Johannesburg - New compulsory exams in the financial services industry may have a huge impact on the number of intermediaries and sales forces of large institutions.
The exams, which are supposed to test knowledge in the industry and were outlined in legislation a number of years ago, were finally introduced in November last year. The Level 1 (RE 1) exam, which is compulsory for anyone who provides financial advice and intermediary services, tests regulatory compliance and needs to be passed by December this year. Failure to do so will disqualify the person from the industry.
The Level 2 (RE2) exam focuses on specific financial products and has to be passed by December 2013.
While acknowledging the need to "professionalise" the industry and address the lack of regulatory knowledge, many financial advisers have complained to Fin24 about the exams.
In one office, only a fifth of those who took the exam made the grade. A mark of 65% or 66% (depending on the exam) has to be achieved to get a "pass".
"A surgeon that operates on me only had to get 50%," a financial planner grumbled.
Gregg Sneddon, a financial adviser of planning firm The Financial Coach, expects the exams to “decimate” the sales forces of large financial institutions – as well as the number of financial advisers in the country.
About 150 000 people will have to pass the exams, but Sneddon expects only a small number of those to succeed. Only about 2% of those who will take the exam are certified financial planners, the top professional accreditation requiring educational, examination, experience and ethics minimum standards.
“Our experience is that those who wrote the exam and achieved the minimum of 65% were by far the minority,” says Jaco Coetzee, head managers of Sanlam Financial Advisers. Those who took the exams were well-qualified – CFPs and managers with graduate degrees. He says the problem is particularly the misleading way the questions are put.
“If the exam papers are not drastically reviewed and the minimum marks to pass (65%) are not reconsidered, the current RE exams could potentially end the careers of 50% of intermediaries.”
A senior representative from a large insurer, who wanted to remain anonymous, also says the way the exam questions are put is very difficult. "Some of the (multiple choice) questions contain a very small tweak to the legislation, which may be difficult to pick up.”
Elna Rudman, a Pretoria-based insurance broker, says the exams are necessary, particularly for those who are still not aware of the implications of the Financial Advisory and Intermediary Services (FAIS) Act, which was implemented in 2004.

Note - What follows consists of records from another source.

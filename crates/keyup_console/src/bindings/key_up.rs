use std::cell::RefCell;
use std::rc::Rc;

use serde::{Deserialize, Serialize};
use tracing::{debug, info};

use crate::input::InputState;

use super::{Callback, Chord, KeyChordRegistry};

/// Where key bindings are allowed to run.
#[derive(Debug, Clone, Copy, PartialEq, Eq, Serialize, Deserialize)]
#[serde(default, deny_unknown_fields)]
pub struct BindingPolicy {
    pub is_editor: bool,
    pub in_player_key_bindings: bool,
}

impl Default for BindingPolicy {
    fn default() -> Self {
        Self {
            is_editor: false,
            in_player_key_bindings: true,
        }
    }
}

impl BindingPolicy {
    pub fn can_start(&self) -> bool {
        self.is_editor || self.in_player_key_bindings
    }
}

#[derive(Debug)]
struct KeyUpState {
    registry: KeyChordRegistry,
    is_editor: bool,
    disabled: bool,
    access_locked: bool,
}

/// Key-up bindings owned by one console session.
///
/// Clones share the same registry, so callbacks can hold a handle and rebind
/// chords from inside a tick; such changes apply from the next tick.
#[derive(Debug, Clone)]
pub struct KeyUpBindings {
    inner: Rc<RefCell<KeyUpState>>,
}

impl KeyUpBindings {
    pub fn new(policy: BindingPolicy) -> Self {
        let disabled = !policy.can_start();
        if disabled {
            info!(
                is_editor = policy.is_editor,
                in_player_key_bindings = policy.in_player_key_bindings,
                "key_up_bindings_disabled"
            );
        }
        Self {
            inner: Rc::new(RefCell::new(KeyUpState {
                registry: KeyChordRegistry::new(),
                is_editor: policy.is_editor,
                disabled,
                access_locked: false,
            })),
        }
    }

    pub fn is_enabled(&self) -> bool {
        !self.inner.borrow().disabled
    }

    /// Permanently disables this instance. Existing bindings stay in place but
    /// never fire again.
    pub fn disable(&self) {
        let mut state = self.inner.borrow_mut();
        if !state.disabled {
            state.disabled = true;
            info!(bound = state.registry.len(), "key_up_bindings_disabled");
        }
    }

    /// Host-reported pending access challenge; outside the editor, ticks are
    /// skipped while it is set.
    pub fn set_access_locked(&self, locked: bool) {
        self.inner.borrow_mut().access_locked = locked;
    }

    /// Ignored while disabled.
    pub fn bind(&self, chord: Chord, callback: Callback) {
        let mut state = self.inner.borrow_mut();
        if state.disabled {
            debug!(chord = %chord, "key_up_bind_ignored");
            return;
        }
        state.registry.bind(chord, callback);
        debug!(chord = %chord, "key_up_bound");
    }

    /// Binds a closure and returns the callback so the caller can later unbind
    /// by identity.
    pub fn bind_fn<F>(&self, chord: Chord, action: F) -> Callback
    where
        F: Fn() + 'static,
    {
        let callback: Callback = Rc::new(action);
        self.bind(chord, Rc::clone(&callback));
        callback
    }

    pub fn unbind(&self, chord: Chord, required: Option<&Callback>) -> bool {
        let removed = self.inner.borrow_mut().registry.unbind(chord, required);
        if removed {
            debug!(chord = %chord, "key_up_unbound");
        }
        removed
    }

    pub fn is_bound(&self, chord: Chord, required: Option<&Callback>) -> bool {
        let state = self.inner.borrow();
        !state.disabled && state.registry.is_bound(chord, required)
    }

    pub fn bound_chords(&self) -> Vec<Chord> {
        self.inner.borrow().registry.chords()
    }

    /// Drives one tick. Callbacks run after the registry borrow is released.
    pub fn tick<I: InputState + ?Sized>(&self, input: &I) {
        let fired = {
            let mut state = self.inner.borrow_mut();
            if state.disabled || (state.access_locked && !state.is_editor) {
                return;
            }
            state.registry.released_callbacks(input)
        };
        if !fired.is_empty() {
            debug!(count = fired.len(), "key_up_fired");
        }
        for callback in fired {
            callback();
        }
    }
}

impl Default for KeyUpBindings {
    fn default() -> Self {
        Self::new(BindingPolicy::default())
    }
}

But she feels the deadlines on the exams are too tight. The RE1 exams were supposed to be launched early in 2010, but the first exams were only available in November.
Sneddon thinks the deadline will be extended. The Financial Services Board did not respond to a request for comment. Costs and other gripes
The cost – R900 an exam - is also daunting for many advisers who are already battling to survive. Advisers who have to take exams repeatedly and those who are accredited to sell a number of different products (and will have to take different RE2 exams) will have to fork out thousands – at a time when they are already struggling to survive in a challenging economic climate.
Sneddon has calculated "just on a point of interest" that the FSB will take in more than R2.4m, and the four different exam bodies more than R100m just for the RE1 exam.
Another big gripe is that the exam is only available in English.
"Especially the older guys on the platteland don’t know the English financial terms, which is a huge drawback," an adviser says. He complains that the wording of the multiple choice questions is difficult."The questions are worded in the negative – as if they want to catch you out."
Some of the advisers also complain that the exams are not based on the study material compiled by the Insurance Sector Education and Training Authority (Inseta). The accredited examination authorities - Moonstone Information Refinery, the Financial Planning Institute, Institute of Bankers (Leselo) and the South African Institute of Financial Markets – has each had to compile different exams.
"It is like writing a Unisa exam, while preparing with study material from the University of Pretoria," an adviser said.
Moonstone director Hjalmar Bekker says it will be difficult for advisers who don't study the source legislation, specifically the Board Notice 105 of 2008 which determines the criteria for financial services providers, to pass the exam. Examination bodies are not allowed to comment on the study material or training service providers to prevent a possible conflict of interest.
He acknowledges that there have been complaints from the industry about problems for those who don't have English as a mother tongue, but says that the legislation governing financial services is exclusively in English.
To translate the exams in all 11 languages will be expensive and will make the exams pricier for intermediaries.
Bekker says that those who do not pass the exam will be forced to change careers.
"But the exams will only be a threat to the industry if they are not approached in the right way and not tackled with enough energy."